Appellant concedes we have often held that a manufacturer who withdraws stock from its own inventory for its own use becomes liable for sales tax on such goods. Georgia Pacific Corp. v. Larey, 242 Ark. 428, 413 S.W.2d 868 (1967), Republic Steel Corp. v. McCastlain, 240 Ark. 979, 403 S.W.2d 90 (1966), Cook v. Southwest Hotels, Inc., 213 Ark. 140, 209 S.W.2d 469 (1948). However, appellant argues the sixty-six barges manufactured at its facility in Pine Bluff were unfinished hulls when they left Arkansas, and were not completed until after their arrival at Paducah, Kentucky, where pre-fabricated fiberglass hatch covers were installed. The proof was that appellant’s barges are fit for some cargoes, but not others, when they leave Pine Bluff. Appellant submits that if the barges are not completed until they reach Paducah then they have entered the stream of interstate commerce and are not subject to sales tax in Arkansas under the commerce clause, which limits taxation by the states on goods in interstate commerce. Gibbons v. Ogden, 9 Wheat 1, 6 L. Ed. 23 (1824), J. D. Adams Manufacturing Co. v. Storen, 304 U.S. 307 (1938), Northwestern Cement Co. v. Minnesota, 358 U.S. 450 (1959), American Bridge Co. v. Smith, 179 S.W.2d 12 (Mo. 1944). But whether the barges were completed or not was a disputed factual issue which the Chancellor specifically decided adversely to the appellant. Appellant has not asked us to consider whether that finding is clearly against the preponderance of the evidence and we will not look beyond the express findings in the decree that these barges were completed in Arkansas. Indeed, that is the crucial issue of this litigation and, once that is settled, the constitutional arguments tend to resolve themselves.

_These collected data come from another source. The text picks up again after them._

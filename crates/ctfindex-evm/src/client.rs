//! Chain access over JSON-RPC.
//!
//! The scanner needs `eth_blockNumber` for the head and `eth_getLogs` for a
//! bounded block range; single-transaction decoding reads the logs of one
//! receipt through `eth_getTransactionReceipt`. `HttpChainClient` retries
//! transient transport failures with exponential backoff; JSON-RPC error
//! objects are returned as is.

use std::sync::atomic::{AtomicU64, Ordering};
use std::sync::Arc;
use std::time::Duration;

use alloy_primitives::{Address, B256};
use async_trait::async_trait;
use serde::{Deserialize, Serialize};
use serde_json::{json, Value};

use ctfindex_core::error::IndexerError;
use ctfindex_core::retry::{RetryConfig, RetryPolicy};
use ctfindex_core::types::{parse_hex_u64, to_hex_0x, to_hex_quantity, RawLog};

/// Read-only view of the chain needed by the scanner.
#[async_trait]
pub trait ChainClient: Send + Sync {
    /// Current head block number.
    async fn latest_height(&self) -> Result<u64, IndexerError>;

    /// Logs in `[from, to]` emitted by any of `addresses` with `topic0`.
    async fn get_logs(
        &self,
        from: u64,
        to: u64,
        addresses: &[Address],
        topic0: B256,
    ) -> Result<Vec<RawLog>, IndexerError>;

    /// All logs emitted by `tx_hash`, or `None` if the node has no receipt
    /// for it (unknown or still pending).
    async fn transaction_logs(&self, tx_hash: B256) -> Result<Option<Vec<RawLog>>, IndexerError>;
}

#[async_trait]
impl<T: ChainClient + ?Sized> ChainClient for Arc<T> {
    async fn latest_height(&self) -> Result<u64, IndexerError> {
        (**self).latest_height().await
    }

    async fn get_logs(
        &self,
        from: u64,
        to: u64,
        addresses: &[Address],
        topic0: B256,
    ) -> Result<Vec<RawLog>, IndexerError> {
        (**self).get_logs(from, to, addresses, topic0).await
    }

    async fn transaction_logs(&self, tx_hash: B256) -> Result<Option<Vec<RawLog>>, IndexerError> {
        (**self).transaction_logs(tx_hash).await
    }
}

// ─── JSON-RPC wire types ──────────────────────────────────────────────────────

#[derive(Debug, Clone, Serialize)]
pub struct JsonRpcRequest {
    pub jsonrpc: &'static str,
    pub method: String,
    pub params: Vec<Value>,
    pub id: u64,
}

impl JsonRpcRequest {
    pub fn new(id: u64, method: impl Into<String>, params: Vec<Value>) -> Self {
        Self {
            jsonrpc: "2.0",
            method: method.into(),
            params,
            id,
        }
    }
}

#[derive(Debug, Clone, Deserialize)]
pub struct JsonRpcError {
    pub code: i64,
    pub message: String,
}

#[derive(Debug, Clone, Deserialize)]
pub struct JsonRpcResponse {
    #[serde(default)]
    pub result: Option<Value>,
    #[serde(default)]
    pub error: Option<JsonRpcError>,
}

impl JsonRpcResponse {
    pub fn into_result(self) -> Result<Value, IndexerError> {
        match self.error {
            Some(err) => Err(IndexerError::Rpc {
                code: err.code,
                message: err.message,
            }),
            None => Ok(self.result.unwrap_or(Value::Null)),
        }
    }
}

/// The `eth_getLogs` filter object.
pub fn logs_filter(from: u64, to: u64, addresses: &[Address], topic0: B256) -> Value {
    let addresses: Vec<String> = addresses.iter().map(|a| to_hex_0x(a.as_slice())).collect();
    json!({
        "fromBlock": to_hex_quantity(from),
        "toBlock": to_hex_quantity(to),
        "address": addresses,
        "topics": [to_hex_0x(topic0.as_slice())],
    })
}

// ─── HTTP client ──────────────────────────────────────────────────────────────

#[derive(Debug, Clone)]
pub struct HttpClientConfig {
    pub retry: RetryConfig,
    pub request_timeout: Duration,
}

impl Default for HttpClientConfig {
    fn default() -> Self {
        Self {
            retry: RetryConfig::default(),
            request_timeout: Duration::from_secs(30),
        }
    }
}

/// JSON-RPC client over HTTP(S).
pub struct HttpChainClient {
    url: url::Url,
    http: reqwest::Client,
    retry: RetryPolicy,
    next_id: AtomicU64,
}

impl HttpChainClient {
    /// Build a client for `endpoint`. The URL is validated up front so a bad
    /// endpoint fails before scanning starts.
    pub fn new(endpoint: &str, config: HttpClientConfig) -> Result<Self, IndexerError> {
        let url = url::Url::parse(endpoint)
            .map_err(|e| IndexerError::Config(format!("invalid RPC URL '{endpoint}': {e}")))?;
        if !matches!(url.scheme(), "http" | "https") {
            return Err(IndexerError::Config(format!(
                "RPC URL must be http(s), got '{}'",
                url.scheme()
            )));
        }
        let http = reqwest::Client::builder()
            .timeout(config.request_timeout)
            .build()
            .map_err(|e| IndexerError::Config(format!("failed to build HTTP client: {e}")))?;

        Ok(Self {
            url,
            http,
            retry: RetryPolicy::new(config.retry),
            next_id: AtomicU64::new(1),
        })
    }

    async fn send_once(&self, req: &JsonRpcRequest) -> Result<Value, IndexerError> {
        let resp = self
            .http
            .post(self.url.clone())
            .json(req)
            .send()
            .await
            .map_err(|e| IndexerError::Connectivity(e.to_string()))?;

        let status = resp.status();
        if !status.is_success() {
            let body = resp.text().await.unwrap_or_default();
            let msg = format!("HTTP {}: {body}", status.as_u16());
            // Rate limiting and server faults are worth another attempt.
            return if status.as_u16() == 429 || status.is_server_error() {
                Err(IndexerError::Connectivity(msg))
            } else {
                Err(IndexerError::Other(msg))
            };
        }

        resp.json::<JsonRpcResponse>()
            .await
            .map_err(|e| IndexerError::Connectivity(format!("invalid JSON-RPC response: {e}")))?
            .into_result()
    }

    async fn call(&self, method: &str, params: Vec<Value>) -> Result<Value, IndexerError> {
        let id = self.next_id.fetch_add(1, Ordering::Relaxed);
        let req = JsonRpcRequest::new(id, method, params);

        let mut attempt = 0u32;
        loop {
            attempt += 1;
            match self.send_once(&req).await {
                Ok(value) => return Ok(value),
                Err(e) if e.is_transient() => match self.retry.next_delay(attempt) {
                    Some(delay) => {
                        tracing::warn!(
                            method,
                            attempt,
                            delay_ms = delay.as_millis() as u64,
                            error = %e,
                            "retrying RPC request"
                        );
                        tokio::time::sleep(delay).await;
                    }
                    None => {
                        tracing::error!(method, attempt, error = %e, "max retries exceeded");
                        return Err(e);
                    }
                },
                Err(e) => return Err(e),
            }
        }
    }
}

#[async_trait]
impl ChainClient for HttpChainClient {
    async fn latest_height(&self) -> Result<u64, IndexerError> {
        let value = self.call("eth_blockNumber", vec![]).await?;
        value
            .as_str()
            .and_then(parse_hex_u64)
            .ok_or_else(|| {
                IndexerError::Other(format!("unexpected eth_blockNumber result: {value}"))
            })
    }

    async fn get_logs(
        &self,
        from: u64,
        to: u64,
        addresses: &[Address],
        topic0: B256,
    ) -> Result<Vec<RawLog>, IndexerError> {
        let filter = logs_filter(from, to, addresses, topic0);
        let value = self.call("eth_getLogs", vec![filter]).await?;
        serde_json::from_value(value)
            .map_err(|e| IndexerError::Other(format!("unexpected eth_getLogs result: {e}")))
    }

    async fn transaction_logs(&self, tx_hash: B256) -> Result<Option<Vec<RawLog>>, IndexerError> {
        let hash = to_hex_0x(tx_hash.as_slice());
        let value = self
            .call("eth_getTransactionReceipt", vec![json!(hash)])
            .await?;
        if value.is_null() {
            return Ok(None);
        }
        let logs = value.get("logs").cloned().unwrap_or(Value::Array(vec![]));
        serde_json::from_value(logs).map(Some).map_err(|e| {
            IndexerError::Other(format!("unexpected eth_getTransactionReceipt result: {e}"))
        })
    }
}
impl<C: ChainClient> IndexerScanner<C> {
    pub fn new(
        config: ScannerConfig,
        client: C,
        trades: Arc<dyn TradeStore>,
        checkpoints: Arc<dyn CheckpointStore>,
        enricher: Option<MarketEnricher>,
    ) -> Result<Self, IndexerError> {
        config.validate()?;
        Ok(Self {
            decoder: TradeLogDecoder::new(config.exchanges.clone(), config.topic0),
            checkpoint: CheckpointManager::new(checkpoints, config.initial_offset),
            config,
            client,
            enricher,
            trades,
            state: ScannerState::Idle,
        })
    }

    pub fn state(&self) -> ScannerState {
        self.state
    }

    /// The checkpoint as last seen by this scanner.
    pub fn checkpoint(&self) -> Option<SyncCheckpoint> {
        self.checkpoint.current()
    }

    /// Fetch, decode, enrich and store `[from, to]`, then advance the
    /// checkpoint to `to`. Returns the number of newly inserted trades.
    ///
    /// The state is `Committed` on success and `BatchFailed` on error.
    pub async fn scan_batch(&mut self, from: u64, to: u64) -> Result<u64, IndexerError> {
        self.state = ScannerState::ScanningBatch;
        match self.commit_batch(from, to).await {
            Ok(inserted) => {
                self.state = ScannerState::Committed;
                Ok(inserted)
            }
            Err(e) => {
                self.state = ScannerState::BatchFailed;
                Err(e)
            }
        }
    }

    async fn commit_batch(&mut self, from: u64, to: u64) -> Result<u64, IndexerError> {
        let logs = self
            .client
            .get_logs(from, to, self.decoder.exchanges(), self.decoder.topic0())
            .await?;

        let decoded = self
            .decoder
            .decode_batch(&logs, chrono::Utc::now().timestamp());
        let candidates = match &self.enricher {
            Some(enricher) => enricher.enrich_batch(decoded.trades).await,
            None => decoded.trades,
        };

        let inserted = if candidates.is_empty() {
            0
        } else {
            self.trades.insert_trades(&candidates).await?
        };
        let cp = self.checkpoint.advance(from, to, inserted).await?;
        let volume: f64 = candidates
            .iter()
            .filter(|t| t.price_valid)
            .map(Trade::notional)
            .sum();

        tracing::info!(
            from,
            to,
            logs = logs.len(),
            decoded = candidates.len(),
            inserted,
            removed = decoded.removed,
            non_collateral = decoded.non_collateral,
            rejected = decoded.rejected,
            volume,
            total = cp.total_trades,
            "Batch committed"
        );
        Ok(inserted)
    }

    fn batch_end(&self, from: u64, target: u64) -> u64 {
        from.saturating_add(self.config.batch_size - 1).min(target)
    }

    /// Scan to `to` (default: current head) and stop.
    ///
    /// An explicit `from` starts the cursor there; otherwise the scan resumes
    /// after the checkpoint. The persisted checkpoint only moves forward.
    pub async fn run_bounded(
        &mut self,
        from: Option<u64>,
        to: Option<u64>,
    ) -> Result<ScanSummary, IndexerError> {
        let height = self.client.latest_height().await?;
        let cp = self.checkpoint.get(height).await?;

        let target = match to {
            Some(to) if to > height => {
                tracing::warn!(to, height, "Requested end block is past the head; clamping");
                height
            }
            Some(to) => to,
            None => height,
        };
        let start = from.unwrap_or(cp.last_block + 1);

        let mut summary = ScanSummary {
            from_block: start,
            to_block: target,
            trades_inserted: 0,
        };
        if start > target {
            tracing::info!(start, target, "Nothing to scan");
            self.state = ScannerState::Stopped;
            return Ok(summary);
        }

        tracing::info!(from = start, to = target, height, "Starting bounded scan");

        let retry_delay = Duration::from_millis(self.config.retry_delay_ms);
        let mut next = start;
        while next <= target {
            let end = self.batch_end(next, target);
            let mut failures = 0u32;
            loop {
                match self.scan_batch(next, end).await {
                    Ok(inserted) => {
                        summary.trades_inserted += inserted;
                        break;
                    }
                    Err(e) => {
                        failures += 1;
                        if failures > self.config.max_batch_retries {
                            tracing::error!(
                                from = next,
                                to = end,
                                failures,
                                error = %e,
                                "Batch failed; giving up"
                            );
                            self.state = ScannerState::Stopped;
                            let reason =
                                format!("batch [{next}, {end}] failed {failures} times: {e}");
                            return Err(IndexerError::Aborted { reason });
                        }
                        tracing::warn!(
                            from = next,
                            to = end,
                            attempt = failures,
                            error = %e,
                            "Batch failed; retrying"
                        );
                        tokio::time::sleep(retry_delay).await;
                    }
                }
            }
            next = end + 1;
        }

        self.state = ScannerState::Stopped;
        tracing::info!(
            from = summary.from_block,
            to = summary.to_block,
            inserted = summary.trades_inserted,
            "Bounded scan complete"
        );
        Ok(summary)
    }

    /// Follow the chain head until `cancel` fires.
    ///
    /// `from` overrides the starting cursor like in bounded mode.
    pub async fn run_continuous(
        &mut self,
        from: Option<u64>,
        cancel: CancellationToken,
    ) -> Result<ScanSummary, IndexerError> {
        let poll = Duration::from_millis(self.config.poll_interval_ms);
        let retry_delay = Duration::from_millis(self.config.retry_delay_ms);

        let mut cursor = from;
        let mut target: Option<u64> = None;
        let mut summary = ScanSummary {
            from_block: from.unwrap_or(0),
            to_block: 0,
            trades_inserted: 0,
        };

        tracing::info!(poll_ms = self.config.poll_interval_ms, "Starting continuous scan");

        while !cancel.is_cancelled() {
            // Refresh the head once the known target is exhausted.
            let needs_head = match (cursor, target) {
                (Some(c), Some(t)) => c > t,
                _ => true,
            };
            if needs_head {
                let height = match self.client.latest_height().await {
                    Ok(h) => h,
                    Err(e) => {
                        self.state = ScannerState::BatchFailed;
                        tracing::warn!(error = %e, "Failed to read chain head; retrying");
                        if sleep_or_cancel(retry_delay, &cancel).await {
                            break;
                        }
                        continue;
                    }
                };
                if cursor.is_none() {
                    match self.checkpoint.get(height).await {
                        Ok(cp) => {
                            cursor = Some(cp.last_block + 1);
                            summary.from_block = cp.last_block + 1;
                        }
                        Err(e) => {
                            self.state = ScannerState::BatchFailed;
                            tracing::warn!(error = %e, "Failed to read checkpoint; retrying");
                            if sleep_or_cancel(retry_delay, &cancel).await {
                                break;
                            }
                            continue;
                        }
                    }
                }
                target = Some(height);
            }

            let (Some(next), Some(head)) = (cursor, target) else {
                continue;
            };
            if next > head {
                self.state = ScannerState::WaitingForNewBlocks;
                tracing::debug!(next, head, "Caught up; waiting for new blocks");
                if sleep_or_cancel(poll, &cancel).await {
                    break;
                }
                continue;
            }

            let end = self.batch_end(next, head);
            match self.scan_batch(next, end).await {
                Ok(inserted) => {
                    summary.trades_inserted += inserted;
                    summary.to_block = end;
                    cursor = Some(end + 1);
                }
                Err(e) => {
                    tracing::warn!(from = next, to = end, error = %e, "Batch failed; retrying");
                    if sleep_or_cancel(retry_delay, &cancel).await {
                        break;
                    }
                }
            }
        }

        self.state = ScannerState::Stopped;
        tracing::info!(
            inserted = summary.trades_inserted,
            last_block = summary.to_block,
            "Continuous scan stopped"
        );
        Ok(summary)
    }
}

*403-CAppellant leans heavily on Complete Auto Transit Inc. v. Brady, 430 U.S. 274 (1977). There, the Supreme Court reexamined the taxing power of the states under the commerce clause and upheld a tax on a Michigan taxpayer by the State of Mississippi. The Court tersely overruled Spector Motor Service v. O’Connor, 340 U.S. 602 (1951) which, on similar facts, had held that Connecticut could not impose a tax on a Missouri taxpayer engaged in interstate trucking (some of which either originated or terminated in Connecticut) reasoning that state taxation of interstate commerce was a per se violation of the commerce clause. Described as a derelict and an aberration,1 Spector could not survive its own shaky beginnings (i.e. dissenting opinions by Justices Clark, Black and Douglas) and ensuing criticisms. “State Taxation of Interstate Business and the Supreme Court”, Hellerstein, 62 Va. L. Rev. 149 (1976), “Comment, Pipelines, Privileges and Labels”: Colonial Pipeline Co. v. Triagle, 70 Nw. L. Rev. 835 (1975).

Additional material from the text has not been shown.